Gehring’s research team’s goal is to achieve a functional endosperm that requires no paternal genome at all: an apomictic formed from exclusively maternal genes both within the embryo and the endosperm. To get there, the team is employing both synthetic and biological strategies.
Op den Camp says he is hopeful — even confident — that the big steps made to date will translate to a functional technology in the near term.
“We are aiming for the end of the decade to have [biological apomixis] running in one crop species. We have multiple resource programs running at the moment and I think it is achievable.”
Admittedly, scientists have been pursuing apomixis — and anticipating big results — for multiple decades. (For example, there was big hope in earlier research trials that mutant screens in Arabidopsis would uncover mutants that caused apomixis. “Though some phenotypes proved relevant, there was nothing like a single gene that, if disrupted, would cause apomixis,” Gehring says.)
What’s different now is a function of modern technologies… and a boost in good, old-fashioned scientific excitement.
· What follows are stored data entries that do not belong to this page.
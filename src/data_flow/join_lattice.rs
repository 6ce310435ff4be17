use std::fmt::Debug;

/// A join semi-lattice with both extremes.
///
/// `bottom_value()` means "no information" and is the identity of `join`;
/// `top_value()` means "over-defined" and absorbs everything.
pub trait JoinLattice: Clone + PartialEq + Debug {
    fn join(&self, other: &Self) -> Self;
    fn top_value() -> Self;
    fn bottom_value() -> Self;

    fn is_top(&self) -> bool {
        *self == Self::top_value()
    }

    fn is_bottom(&self) -> bool {
        *self == Self::bottom_value()
    }

    /// The order induced by `join`: `a ⊑ b` iff `a ⊔ b = b`.
    fn leq(&self, other: &Self) -> bool {
        self.join(other) == *other
    }
}

/// Checks the laws the solver relies on for `L`, probing with `samples` in
/// addition to the two extremes.
pub fn check_lattice_laws<L: JoinLattice>(samples: &[L]) -> Result<(), String> {
    let top = L::top_value();
    let bottom = L::bottom_value();
    if top == bottom {
        return Err(format!("top and bottom coincide ({top:?})"));
    }
    let mut probes = vec![top.clone(), bottom.clone()];
    probes.extend(samples.iter().cloned());
    for value in &probes {
        if value.join(value) != *value {
            return Err(format!("join is not idempotent on {value:?}"));
        }
        if value.join(&bottom) != *value {
            return Err(format!("bottom is not neutral for {value:?}"));
        }
        if value.join(&top) != top {
            return Err(format!("top does not absorb {value:?}"));
        }
        for other in &probes {
            let joined = value.join(other);
            if joined != other.join(value) {
                return Err(format!("join is not commutative on {value:?}, {other:?}"));
            }
            if !value.leq(&joined) || !other.leq(&joined) {
                return Err(format!(
                    "join of {value:?} and {other:?} is not an upper bound ({joined:?})"
                ));
            }
        }
    }
    Ok(())
}
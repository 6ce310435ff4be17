mod ir_description;
pub mod toy;

pub use self::ir_description::*;
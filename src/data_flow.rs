pub mod ifdside;
mod join_lattice;
pub mod problems;

pub use self::join_lattice::*;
“There’s many groups working on this now and we see in the past few years breakthroughs which were realised by applications of the latest technologies like, for example, Oxford Nanopore long-read sequencing and gene editing,” Op den Camp says. “These allow us to make discoveries, which leads to the field progressing rapidly. And because of that rapid progressing, the interest is really back. There are more meetings. International consortia are being assembled. It’s no longer only the promise; there’s really some concrete evidence that we can move forward and make it happen.”
Interest, excitement and ultimately research investment are good news, adds Gehring. “The strategy of multiple approaches from multiple groups is going to be important, because [apomixis] has been a pretty hard problem to crack. But at this point, I think we’re now at the point of it being a solvable problem. Even if it’s 10 years, that’s not long in terms of plant breeding.”